Task instructions:
Extract each line of the records below that contains the word "else".

Extracted records
-- -- --

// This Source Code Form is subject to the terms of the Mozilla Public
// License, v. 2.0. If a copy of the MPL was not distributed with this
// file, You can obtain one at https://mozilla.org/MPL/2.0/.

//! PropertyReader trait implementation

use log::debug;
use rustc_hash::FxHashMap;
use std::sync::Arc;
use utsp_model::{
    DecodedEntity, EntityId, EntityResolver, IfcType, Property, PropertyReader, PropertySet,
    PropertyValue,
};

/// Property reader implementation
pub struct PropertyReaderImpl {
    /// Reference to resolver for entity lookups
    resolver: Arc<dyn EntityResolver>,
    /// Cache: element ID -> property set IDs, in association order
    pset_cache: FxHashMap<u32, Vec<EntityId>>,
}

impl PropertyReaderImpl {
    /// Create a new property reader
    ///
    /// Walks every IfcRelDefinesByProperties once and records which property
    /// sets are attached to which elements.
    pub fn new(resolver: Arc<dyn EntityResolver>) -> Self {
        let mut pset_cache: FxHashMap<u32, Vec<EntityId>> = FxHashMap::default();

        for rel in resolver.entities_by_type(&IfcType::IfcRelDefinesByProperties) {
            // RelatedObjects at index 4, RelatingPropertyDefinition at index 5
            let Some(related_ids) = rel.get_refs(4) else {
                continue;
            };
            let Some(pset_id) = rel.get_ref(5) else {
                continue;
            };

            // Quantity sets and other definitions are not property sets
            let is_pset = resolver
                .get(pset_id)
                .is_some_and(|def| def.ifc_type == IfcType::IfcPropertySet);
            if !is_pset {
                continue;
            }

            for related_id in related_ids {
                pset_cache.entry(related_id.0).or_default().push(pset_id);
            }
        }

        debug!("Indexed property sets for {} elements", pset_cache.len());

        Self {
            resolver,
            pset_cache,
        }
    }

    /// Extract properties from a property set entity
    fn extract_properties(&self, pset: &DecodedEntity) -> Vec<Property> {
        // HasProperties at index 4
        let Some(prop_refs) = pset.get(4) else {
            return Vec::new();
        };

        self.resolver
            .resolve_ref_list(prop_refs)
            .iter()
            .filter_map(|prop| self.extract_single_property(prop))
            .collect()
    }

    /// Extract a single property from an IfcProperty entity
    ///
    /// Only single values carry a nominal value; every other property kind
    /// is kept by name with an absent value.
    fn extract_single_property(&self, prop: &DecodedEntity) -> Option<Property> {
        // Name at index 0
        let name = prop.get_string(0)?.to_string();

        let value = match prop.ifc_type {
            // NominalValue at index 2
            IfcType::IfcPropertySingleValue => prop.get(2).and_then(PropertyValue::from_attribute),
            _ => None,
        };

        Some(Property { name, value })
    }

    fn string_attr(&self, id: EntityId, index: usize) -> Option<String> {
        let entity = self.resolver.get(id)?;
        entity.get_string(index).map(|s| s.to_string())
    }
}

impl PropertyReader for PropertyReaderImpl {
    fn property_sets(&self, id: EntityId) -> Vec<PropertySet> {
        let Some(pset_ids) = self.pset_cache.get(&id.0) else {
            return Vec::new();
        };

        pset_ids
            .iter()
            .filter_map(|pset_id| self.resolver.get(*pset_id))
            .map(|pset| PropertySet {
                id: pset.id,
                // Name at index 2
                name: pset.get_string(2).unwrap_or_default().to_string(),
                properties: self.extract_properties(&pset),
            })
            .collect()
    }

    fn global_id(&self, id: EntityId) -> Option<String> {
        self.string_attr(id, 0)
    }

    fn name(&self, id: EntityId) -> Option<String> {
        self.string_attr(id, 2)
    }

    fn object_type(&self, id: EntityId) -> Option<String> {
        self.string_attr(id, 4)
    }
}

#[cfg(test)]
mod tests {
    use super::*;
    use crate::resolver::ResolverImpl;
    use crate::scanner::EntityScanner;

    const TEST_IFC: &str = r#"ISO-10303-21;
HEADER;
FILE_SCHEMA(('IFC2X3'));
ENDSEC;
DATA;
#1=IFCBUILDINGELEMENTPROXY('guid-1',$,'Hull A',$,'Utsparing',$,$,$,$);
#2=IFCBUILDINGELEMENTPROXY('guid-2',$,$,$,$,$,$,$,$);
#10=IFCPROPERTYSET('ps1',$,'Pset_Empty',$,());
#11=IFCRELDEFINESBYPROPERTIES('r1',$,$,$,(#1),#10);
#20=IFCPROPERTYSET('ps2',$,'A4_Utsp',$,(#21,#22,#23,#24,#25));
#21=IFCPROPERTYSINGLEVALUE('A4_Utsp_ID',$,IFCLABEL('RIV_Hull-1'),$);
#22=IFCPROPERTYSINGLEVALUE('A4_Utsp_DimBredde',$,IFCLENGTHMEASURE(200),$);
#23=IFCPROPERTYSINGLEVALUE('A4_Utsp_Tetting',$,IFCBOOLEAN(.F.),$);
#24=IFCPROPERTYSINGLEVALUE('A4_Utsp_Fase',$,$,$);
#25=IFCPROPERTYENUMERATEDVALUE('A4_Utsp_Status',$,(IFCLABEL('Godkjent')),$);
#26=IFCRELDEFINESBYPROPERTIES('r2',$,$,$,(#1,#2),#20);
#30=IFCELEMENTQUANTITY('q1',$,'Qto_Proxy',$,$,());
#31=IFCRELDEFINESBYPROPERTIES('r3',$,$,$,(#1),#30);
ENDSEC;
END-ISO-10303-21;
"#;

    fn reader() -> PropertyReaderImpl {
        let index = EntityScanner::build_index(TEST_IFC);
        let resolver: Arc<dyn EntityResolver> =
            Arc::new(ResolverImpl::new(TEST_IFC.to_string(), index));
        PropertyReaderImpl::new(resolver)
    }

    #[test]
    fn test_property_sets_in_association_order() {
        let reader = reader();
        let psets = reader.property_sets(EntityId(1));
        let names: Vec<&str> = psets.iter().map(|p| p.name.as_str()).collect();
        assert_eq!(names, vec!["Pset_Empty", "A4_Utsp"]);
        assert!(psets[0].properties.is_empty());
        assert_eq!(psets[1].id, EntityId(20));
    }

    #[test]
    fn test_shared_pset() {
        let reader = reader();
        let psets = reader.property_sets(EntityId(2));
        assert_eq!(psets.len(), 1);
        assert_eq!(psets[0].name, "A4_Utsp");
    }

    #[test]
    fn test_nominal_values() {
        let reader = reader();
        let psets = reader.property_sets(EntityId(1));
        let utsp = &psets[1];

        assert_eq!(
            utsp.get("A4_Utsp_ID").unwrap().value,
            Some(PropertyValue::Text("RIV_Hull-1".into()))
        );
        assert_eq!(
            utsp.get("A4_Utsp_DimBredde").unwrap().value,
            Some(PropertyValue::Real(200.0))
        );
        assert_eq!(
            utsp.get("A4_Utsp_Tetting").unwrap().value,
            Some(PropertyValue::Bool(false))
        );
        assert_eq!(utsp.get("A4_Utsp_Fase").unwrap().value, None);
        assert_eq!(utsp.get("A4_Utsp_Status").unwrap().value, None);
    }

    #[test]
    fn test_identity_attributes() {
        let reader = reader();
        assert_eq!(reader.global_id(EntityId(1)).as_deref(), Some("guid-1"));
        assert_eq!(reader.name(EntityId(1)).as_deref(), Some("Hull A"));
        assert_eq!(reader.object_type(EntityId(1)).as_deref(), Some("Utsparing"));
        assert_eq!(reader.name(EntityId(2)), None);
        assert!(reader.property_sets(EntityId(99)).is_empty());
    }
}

-- -- --

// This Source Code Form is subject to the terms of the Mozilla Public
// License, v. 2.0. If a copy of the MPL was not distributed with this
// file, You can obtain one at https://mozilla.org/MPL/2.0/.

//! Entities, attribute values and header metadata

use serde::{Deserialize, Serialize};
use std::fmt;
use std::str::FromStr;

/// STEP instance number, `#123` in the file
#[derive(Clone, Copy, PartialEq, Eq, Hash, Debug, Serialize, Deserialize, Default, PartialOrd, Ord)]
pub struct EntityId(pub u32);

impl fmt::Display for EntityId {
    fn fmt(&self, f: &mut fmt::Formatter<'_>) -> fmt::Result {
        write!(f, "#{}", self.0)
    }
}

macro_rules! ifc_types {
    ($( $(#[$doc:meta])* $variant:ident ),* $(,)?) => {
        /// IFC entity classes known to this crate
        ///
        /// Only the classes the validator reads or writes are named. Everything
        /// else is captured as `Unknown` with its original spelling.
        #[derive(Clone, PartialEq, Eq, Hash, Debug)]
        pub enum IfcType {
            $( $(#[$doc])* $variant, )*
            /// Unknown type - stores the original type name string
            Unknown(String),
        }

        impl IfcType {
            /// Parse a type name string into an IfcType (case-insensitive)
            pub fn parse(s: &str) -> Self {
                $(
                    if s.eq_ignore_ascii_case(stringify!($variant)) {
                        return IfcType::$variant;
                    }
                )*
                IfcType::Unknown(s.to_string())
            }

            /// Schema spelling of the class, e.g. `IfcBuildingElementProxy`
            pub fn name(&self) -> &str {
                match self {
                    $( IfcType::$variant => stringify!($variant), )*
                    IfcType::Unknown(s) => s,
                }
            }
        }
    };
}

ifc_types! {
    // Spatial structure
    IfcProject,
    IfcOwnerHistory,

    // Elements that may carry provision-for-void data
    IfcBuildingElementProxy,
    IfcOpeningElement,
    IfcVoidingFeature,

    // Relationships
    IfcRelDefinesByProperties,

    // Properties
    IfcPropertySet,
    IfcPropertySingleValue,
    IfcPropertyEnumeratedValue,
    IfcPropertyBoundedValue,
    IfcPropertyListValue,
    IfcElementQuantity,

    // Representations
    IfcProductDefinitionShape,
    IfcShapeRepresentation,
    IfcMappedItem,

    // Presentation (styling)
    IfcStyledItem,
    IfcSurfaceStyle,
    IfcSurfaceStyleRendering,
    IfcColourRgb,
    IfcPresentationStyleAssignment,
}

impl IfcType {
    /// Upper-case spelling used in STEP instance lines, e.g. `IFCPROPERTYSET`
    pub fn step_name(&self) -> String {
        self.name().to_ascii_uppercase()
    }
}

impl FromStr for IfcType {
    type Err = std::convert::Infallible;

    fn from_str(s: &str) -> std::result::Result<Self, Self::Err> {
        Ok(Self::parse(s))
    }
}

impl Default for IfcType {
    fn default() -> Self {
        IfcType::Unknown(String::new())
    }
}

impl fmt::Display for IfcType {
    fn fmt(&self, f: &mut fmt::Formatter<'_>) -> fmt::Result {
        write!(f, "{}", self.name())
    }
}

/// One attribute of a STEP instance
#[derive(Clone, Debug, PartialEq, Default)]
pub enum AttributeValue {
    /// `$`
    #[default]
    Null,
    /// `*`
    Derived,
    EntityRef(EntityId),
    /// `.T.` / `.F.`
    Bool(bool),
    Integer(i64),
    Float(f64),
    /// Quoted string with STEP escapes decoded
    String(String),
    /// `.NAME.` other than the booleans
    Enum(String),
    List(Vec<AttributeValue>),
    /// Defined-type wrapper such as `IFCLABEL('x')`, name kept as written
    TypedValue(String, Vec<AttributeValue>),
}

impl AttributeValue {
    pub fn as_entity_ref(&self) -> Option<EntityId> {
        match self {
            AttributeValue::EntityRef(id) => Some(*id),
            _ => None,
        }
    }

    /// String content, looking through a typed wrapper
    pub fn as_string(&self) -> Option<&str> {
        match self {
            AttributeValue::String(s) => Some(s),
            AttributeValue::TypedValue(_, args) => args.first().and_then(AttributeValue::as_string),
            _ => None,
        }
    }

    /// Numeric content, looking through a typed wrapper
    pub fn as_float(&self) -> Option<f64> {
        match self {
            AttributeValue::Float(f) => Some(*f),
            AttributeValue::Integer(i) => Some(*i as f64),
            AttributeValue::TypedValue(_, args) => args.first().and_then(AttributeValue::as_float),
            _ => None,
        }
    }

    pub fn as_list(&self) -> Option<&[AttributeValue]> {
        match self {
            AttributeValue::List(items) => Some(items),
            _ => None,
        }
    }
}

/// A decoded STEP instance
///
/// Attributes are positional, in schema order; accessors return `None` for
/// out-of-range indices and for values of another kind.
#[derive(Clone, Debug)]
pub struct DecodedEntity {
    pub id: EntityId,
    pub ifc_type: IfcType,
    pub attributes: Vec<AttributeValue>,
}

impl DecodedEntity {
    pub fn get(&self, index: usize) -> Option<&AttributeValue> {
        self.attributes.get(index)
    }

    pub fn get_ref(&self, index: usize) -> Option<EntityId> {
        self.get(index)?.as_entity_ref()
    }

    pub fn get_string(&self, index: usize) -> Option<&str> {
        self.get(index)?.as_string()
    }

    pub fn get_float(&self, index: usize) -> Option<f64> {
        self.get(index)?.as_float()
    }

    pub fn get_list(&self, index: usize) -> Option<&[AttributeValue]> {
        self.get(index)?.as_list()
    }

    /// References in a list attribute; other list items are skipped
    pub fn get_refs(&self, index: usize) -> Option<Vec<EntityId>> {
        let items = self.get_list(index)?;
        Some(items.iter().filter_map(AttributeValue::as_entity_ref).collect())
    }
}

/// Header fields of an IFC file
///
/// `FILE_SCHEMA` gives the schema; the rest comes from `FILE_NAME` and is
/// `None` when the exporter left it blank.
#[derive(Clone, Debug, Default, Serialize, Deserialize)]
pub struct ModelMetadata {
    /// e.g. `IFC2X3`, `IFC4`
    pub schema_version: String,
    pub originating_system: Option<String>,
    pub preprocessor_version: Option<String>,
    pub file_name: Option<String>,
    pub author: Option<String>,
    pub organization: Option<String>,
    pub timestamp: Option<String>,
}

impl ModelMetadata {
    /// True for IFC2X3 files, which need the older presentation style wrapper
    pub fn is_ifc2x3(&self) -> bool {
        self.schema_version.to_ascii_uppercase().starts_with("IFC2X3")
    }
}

-- -- --

Result of this exercise:
            let Some(related_ids) = rel.get_refs(4) else {
            let Some(pset_id) = rel.get_ref(5) else {
        let Some(prop_refs) = pset.get(4) else {
        let Some(pset_ids) = self.pset_cache.get(&id.0) else {
        /// else is captured as `Unknown` with its original spelling.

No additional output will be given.